Description
These healthy gingerbread muffins are high in protein and great for a low carb Paleo snack or breakfast.
Ingredients
Scale
- 1 cup blanched almond flour (100g)
- 3/4 cup Nuzest Vanilla Protein Powder (70g)*
- 1/3 cup tapioca flour (40g)
- 1/4 cup coconut flour (30g)
- 1 +1/2 tsp baking soda
- 2 tsp ground cinnamon
- 2 tsp ground ginger
- 1/2 tsp nutmeg
- 1/2 tsp salt
- 1 + 1/4 cup water
- 4 large eggs
- 2 Tbsp molasses
Instructions
- Preheat oven to 350 degrees F.
- In a large mixing bowl, combine all dry ingredients.
- Mix in water, eggs and molasses. Stir well.

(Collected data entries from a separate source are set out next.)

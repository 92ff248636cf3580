//! # CheckerState - checking pass orchestration
//!
//! `CheckerState` owns the context of one pass and drives the visit:
//!
//! - **Entry points**: `check` for a root node, `check_unit` to declare and
//!   check a compilation unit in one call, `check_unit_with_cache` to share
//!   extension snapshots between units
//! - **Classes and methods**: `class_checker` (class bodies, methods,
//!   constructors, script code, on-demand `def` return inference)
//! - **Expressions**: `expr` dispatches to `binary`, `call_checker`,
//!   `closure_checker` and `property_access`
//! - **Statements**: `statements`, with assignment tracking and narrowing in
//!   `flow_narrowing`
//! - **Diagnostics**: `error_reporter`
//!
//! Visit methods return `VisitResult`; `Err` only carries fatal failures, user
//! errors are diagnostics and the visit continues with a fallback type.
//!
//! ```
//! use stc_ast::AstBuilder;
//! use stc_checker::{CheckerOptions, check_unit};
//! use stc_solver::TypeStore;
//!
//! let mut b = AstBuilder::new();
//! let one = b.int(1);
//! let decl = b.def("x", one);
//! let root = b.unit(Vec::new(), vec![decl]);
//! let arena = b.finish();
//!
//! let mut store = TypeStore::new();
//! let result = check_unit(&mut store, &arena, root, CheckerOptions::default()).unwrap();
//! assert!(result.diagnostics.is_empty());
//! ```

use crate::context::CheckerContext;
use crate::declarations::{DeclaredUnit, declare_unit};
use crate::diagnostics::{Diagnostic, diagnostic_codes};
use crate::error::CheckerError;
use crate::extension::{ExtensionChain, TypeCheckingExtension};
use crate::metadata::MetadataTable;
use crate::options::CheckerOptions;
use rustc_hash::FxHashSet;
use stc_ast::{NodeArena, NodeIndex, NodeKind};
use stc_solver::{
    BuiltinExtensions, ExtensionMethodCache, ExtensionSet, ExtensionSource, LoadingContextId,
    TypeDatabase, TypeId, TypeStore,
};
use std::sync::Arc;
use tracing::debug;

/// Result of a visit step. `Err` aborts the pass.
pub(crate) type VisitResult<T = TypeId> = Result<T, CheckerError>;

/// Output of a checking pass.
#[derive(Clone, Debug, Default)]
pub struct CheckResult {
    /// Diagnostics in source order.
    pub diagnostics: Vec<Diagnostic>,
    pub metadata: MetadataTable,
}

impl CheckResult {
    #[must_use]
    pub fn has_errors(&self) -> bool {
        self.diagnostics.iter().any(Diagnostic::is_error)
    }

    /// Diagnostic codes in source order.
    #[must_use]
    pub fn codes(&self) -> Vec<u32> {
        self.diagnostics.iter().map(|d| d.code).collect()
    }
}

pub struct CheckerState<'a> {
    pub ctx: CheckerContext<'a>,
    pub(crate) declared: &'a DeclaredUnit,
    pub(crate) extensions: ExtensionChain<'a>,
    /// Method and constructor nodes whose bodies have been checked.
    pub(crate) checked_methods: FxHashSet<NodeIndex>,
    /// Methods currently on the visit path, to stop on-demand inference
    /// from recursing.
    pub(crate) in_progress: FxHashSet<NodeIndex>,
    /// Diagnostics of methods checked on demand. Kept apart so a re-visit of
    /// the construct that triggered the check cannot discard them.
    pub(crate) deferred_diagnostics: Vec<Diagnostic>,
    /// Whether extension methods were supplied; otherwise `check` loads the
    /// builtins.
    extension_methods_supplied: bool,
}

impl<'a> CheckerState<'a> {
    /// A pass over a unit declared in `db`. Unless a snapshot or cache is
    /// supplied, `check` loads the builtin extension methods for the
    /// configured loading context.
    pub fn new(
        db: &'a dyn TypeDatabase,
        arena: &'a NodeArena,
        declared: &'a DeclaredUnit,
        options: CheckerOptions,
    ) -> Self {
        CheckerState {
            ctx: CheckerContext::new(db, arena, options, Arc::default()),
            declared,
            extensions: ExtensionChain::new(),
            checked_methods: FxHashSet::default(),
            in_progress: FxHashSet::default(),
            deferred_diagnostics: Vec::new(),
            extension_methods_supplied: false,
        }
    }

    /// Use this extension snapshot instead of the builtins. It must have been
    /// loaded into the same type store.
    #[must_use]
    pub fn with_extension_methods(mut self, methods: Arc<ExtensionSet>) -> Self {
        self.ctx.extension_methods = methods;
        self.extension_methods_supplied = true;
        self
    }

    /// Take the extension snapshot for this pass's store and loading context
    /// from a shared cache.
    #[must_use]
    pub fn with_extension_cache(self, cache: &ExtensionMethodCache) -> Self {
        let context = LoadingContextId(self.ctx.options.loading_context);
        let methods = cache.get(context, self.ctx.db);
        self.with_extension_methods(methods)
    }

    /// Register a handler for the checker's decision points.
    #[must_use]
    pub fn with_extension(mut self, handler: impl TypeCheckingExtension + 'a) -> Self {
        self.extensions.push(handler);
        self
    }

    /// Check the tree rooted at `root`: a compilation unit, a single class or
    /// a block of script statements.
    ///
    /// # Errors
    /// Fatal solver failures and context stack imbalances.
    pub fn check(mut self, root: NodeIndex) -> Result<CheckResult, CheckerError> {
        if !self.extension_methods_supplied {
            let context = LoadingContextId(self.ctx.options.loading_context);
            let builtins = BuiltinExtensions.load(context, self.ctx.db);
            self.ctx.extension_methods = Arc::new(ExtensionSet::from_methods(builtins));
        }
        let unresolved = self.declared.unresolved.clone();
        for (pos, name) in unresolved {
            self.error_at_pos(pos, diagnostic_codes::UNABLE_TO_RESOLVE_CLASS, &[&name]);
        }

        let arena = self.ctx.arena;
        match arena.kind(root) {
            Some(NodeKind::CompilationUnit { classes, script }) => {
                for &class in classes {
                    self.check_class(class)?;
                }
                if script.is_some() {
                    self.check_script(*script)?;
                }
            }
            Some(NodeKind::Class { .. }) => self.check_class(root)?,
            Some(_) => self.check_script(root)?,
            None => {}
        }

        let mut errors = std::mem::take(&mut self.ctx.errors);
        for diagnostic in std::mem::take(&mut self.deferred_diagnostics) {
            errors.add(diagnostic);
        }
        let mut diagnostics = errors.into_diagnostics();
        diagnostics.sort_by_key(|d| (d.pos.line, d.pos.column));
        debug!(
            diagnostics = diagnostics.len(),
            nodes = self.ctx.metadata.len(),
            "check complete"
        );
        Ok(CheckResult {
            diagnostics,
            metadata: self.ctx.metadata,
        })
    }
}

/// Declare the unit rooted at `root` in `store`, then check it with the
/// builtin extension methods.
///
/// # Errors
/// See [`CheckerState::check`].
pub fn check_unit(
    store: &mut TypeStore,
    arena: &NodeArena,
    root: NodeIndex,
    options: CheckerOptions,
) -> Result<CheckResult, CheckerError> {
    let declared = declare_unit(store, arena, root);
    let store: &TypeStore = store;
    CheckerState::new(store, arena, &declared, options).check(root)
}

/// Like [`check_unit`], with extension methods from a cache shared across
/// units and stores.
///
/// # Errors
/// See [`CheckerState::check`].
pub fn check_unit_with_cache(
    store: &mut TypeStore,
    arena: &NodeArena,
    root: NodeIndex,
    options: CheckerOptions,
    cache: &ExtensionMethodCache,
) -> Result<CheckResult, CheckerError> {
    let declared = declare_unit(store, arena, root);
    let store: &TypeStore = store;
    CheckerState::new(store, arena, &declared, options)
        .with_extension_cache(cache)
        .check(root)
}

- Pour batter into a silicone lined muffin pan**
- Place muffins in the middle rack of the oven and bake at 350 degrees F for 20-22 minutes***
- Cool in pan for 5 minutes, then cool on cooling rack to room temperature. Store in fridge.
Notes
*Use my affiliate discount code "bakeitpaleo" for 15% off any Nuzest purchase
**Silicone muffin liners work best. Paper liners tend to stick to the muffins.
***Muffins should be slightly under-baked when removed from the oven.